- ENTRIES SUPPLIED
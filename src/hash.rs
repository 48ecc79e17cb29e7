//! Hash functions mapping keys to unbounded `u64` hash values.
//!
//! Tables only rely on [`HashFn`]. [`FromSample`] lets driver code build any
//! hash function uniformly from a dataset sample and the target address space,
//! which is how learned hash functions fit their model. The unlearned ones
//! ignore both arguments.

use crate::common::key::Key;

/// A deterministic, side-effect-free hash function.
pub trait HashFn<K: Key>: Send + Sync {
    fn hash(&self, key: K) -> u64;

    /// Label used in benchmark output.
    fn name(&self) -> String;
}

/// Construction from a dataset sample and the size of the address space the
/// hash values should cover.
pub trait FromSample<K: Key>: Sized {
    fn from_sample(sample: &[K], full_size: usize) -> Self;
}

macro_rules! impl_from_sample_with_default {
    ($($t:ty),*) => {
        $(
            impl<K: Key> FromSample<K> for $t {
                fn from_sample(_sample: &[K], _full_size: usize) -> Self {
                    Self::default()
                }
            }
        )*
    };
}

/// Returns the key itself. Monotone.
#[derive(Clone, Copy, Debug, Default)]
pub struct Identity;

impl<K: Key> HashFn<K> for Identity {
    #[inline]
    fn hash(&self, key: K) -> u64 {
        key.as_u64()
    }

    fn name(&self) -> String {
        "identity".into()
    }
}

/// The 64-bit finalizer of MurmurHash3.
#[derive(Clone, Copy, Debug, Default)]
pub struct Murmur3Finalizer;

impl<K: Key> HashFn<K> for Murmur3Finalizer {
    #[inline]
    fn hash(&self, key: K) -> u64 {
        let mut h = key.as_u64();
        h ^= h >> 33;
        h = h.wrapping_mul(0xff51_afd7_ed55_8ccd);
        h ^= h >> 33;
        h = h.wrapping_mul(0xc4ce_b9fe_1a85_ec53);
        h ^= h >> 33;
        h
    }

    fn name(&self) -> String {
        "murmur_finalizer64".into()
    }
}

/// Fibonacci hashing: multiplication by 2^64 / φ.
#[derive(Clone, Copy, Debug, Default)]
pub struct Multiplicative;

impl<K: Key> HashFn<K> for Multiplicative {
    #[inline]
    fn hash(&self, key: K) -> u64 {
        key.as_u64().wrapping_mul(0x9e37_79b9_7f4a_7c15)
    }

    fn name(&self) -> String {
        "mult_fibonacci64".into()
    }
}

/// XXH3 over the key's little-endian bytes.
///
/// Two instances with different seeds behave as independent hash functions,
/// which is what a cuckoo table needs.
#[derive(Clone, Copy, Debug, Default)]
pub struct XxHash3 {
    seed: u64,
}

impl XxHash3 {
    pub fn with_seed(seed: u64) -> Self {
        Self { seed }
    }
}

impl<K: Key> HashFn<K> for XxHash3 {
    #[inline]
    fn hash(&self, key: K) -> u64 {
        xxhash_rust::xxh3::xxh3_64_with_seed(&key.as_u64().to_le_bytes(), self.seed)
    }

    fn name(&self) -> String {
        if self.seed == 0 {
            "xxh3".into()
        } else {
            format!("xxh3_{:x}", self.seed)
        }
    }
}

impl_from_sample_with_default!(Identity, Murmur3Finalizer, Multiplicative, XxHash3);

/// A learned, monotone hash: a linear model fitted to the sample's key range
/// that spreads `[min, max]` over `[0, full_size)`.
///
/// Keys outside the fitted range saturate at the ends of the address space.
#[derive(Clone, Copy, Debug, Default)]
pub struct LinearModel {
    min: u64,
    range: u64,
    max_output: u64,
}

impl<K: Key> FromSample<K> for LinearModel {
    fn from_sample(sample: &[K], full_size: usize) -> Self {
        let max_output = (full_size as u64).saturating_sub(1);

        let (Some(min), Some(max)) = (sample.iter().min(), sample.iter().max()) else {
            return Self {
                min: 0,
                range: 0,
                max_output,
            };
        };
        let (min, max) = (min.as_u64(), max.as_u64());

        Self {
            min,
            range: max - min,
            max_output,
        }
    }
}

impl<K: Key> HashFn<K> for LinearModel {
    #[inline]
    fn hash(&self, key: K) -> u64 {
        if self.range == 0 {
            return 0;
        }

        let offset = key.as_u64().saturating_sub(self.min);
        // Float to int `as` casts saturate, so keys past the fitted maximum
        // clamp to the last address.
        let predicted = (offset as f64 / self.range as f64 * self.max_output as f64) as u64;
        predicted.min(self.max_output)
    }

    fn name(&self) -> String {
        "linear_model".into()
    }
}

#[cfg(test)]
mod tests {
    use super::{FromSample, HashFn, Identity, LinearModel, Multiplicative, Murmur3Finalizer, XxHash3};

    #[test]
    fn deterministic() {
        for key in [0u64, 1, 42, u64::MAX - 1] {
            assert_eq!(Murmur3Finalizer.hash(key), Murmur3Finalizer.hash(key));
            assert_eq!(Multiplicative.hash(key), Multiplicative.hash(key));
            assert_eq!(
                XxHash3::with_seed(7).hash(key),
                XxHash3::with_seed(7).hash(key)
            );
        }
    }

    #[test]
    fn seeds_differ() {
        let a = XxHash3::with_seed(1);
        let b = XxHash3::with_seed(2);
        let differing = (0u64..100).filter(|&k| a.hash(k) != b.hash(k)).count();
        assert!(differing > 90);
    }

    #[test]
    fn murmur_spreads_sequential_keys() {
        let hashes: std::collections::HashSet<u64> =
            (0u64..1000).map(|k| Murmur3Finalizer.hash(k) % 1024).collect();
        // Sequential keys must not collapse onto a handful of slots.
        assert!(hashes.len() > 500);
    }

    #[test]
    fn identity_is_identity() {
        assert_eq!(Identity.hash(17u32), 17);
        assert_eq!(HashFn::<u64>::name(&Identity), "identity");
    }

    #[test]
    fn linear_model_is_monotone_and_bounded() {
        let sample: Vec<u64> = (0..100).map(|i| 1_000 + i * 10).collect();
        let model = <LinearModel as FromSample<u64>>::from_sample(&sample, 50);

        assert_eq!(model.hash(1_000u64), 0);
        assert_eq!(model.hash(1_990u64), 49);
        assert_eq!(model.hash(5u64), 0);
        assert_eq!(model.hash(u64::MAX - 1), 49);

        let mut prev = 0;
        for key in (1_000u64..2_000).step_by(7) {
            let h = model.hash(key);
            assert!(h >= prev);
            prev = h;
        }
    }

    #[test]
    fn linear_model_degenerate_samples() {
        let empty = <LinearModel as FromSample<u64>>::from_sample(&[], 10);
        assert_eq!(empty.hash(123u64), 0);

        let single = <LinearModel as FromSample<u64>>::from_sample(&[5], 10);
        assert_eq!(single.hash(5u64), 0);
        assert_eq!(single.hash(500u64), 0);
    }

    #[test]
    fn unlearned_from_sample() {
        let h = <XxHash3 as FromSample<u64>>::from_sample(&[1, 2, 3], 100);
        assert_eq!(h.hash(9u64), XxHash3::default().hash(9u64));
    }
}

- WHAT IS NEEDED
Return every line of the listing above where "range" appears.

- YOUR RESPONSE
/// A learned, monotone hash: a linear model fitted to the sample's key range
/// Keys outside the fitted range saturate at the ends of the address space.
    range: u64,
                range: 0,
            range: max - min,
        if self.range == 0 {
        let predicted = (offset as f64 / self.range as f64 * self.max_output as f64) as u64;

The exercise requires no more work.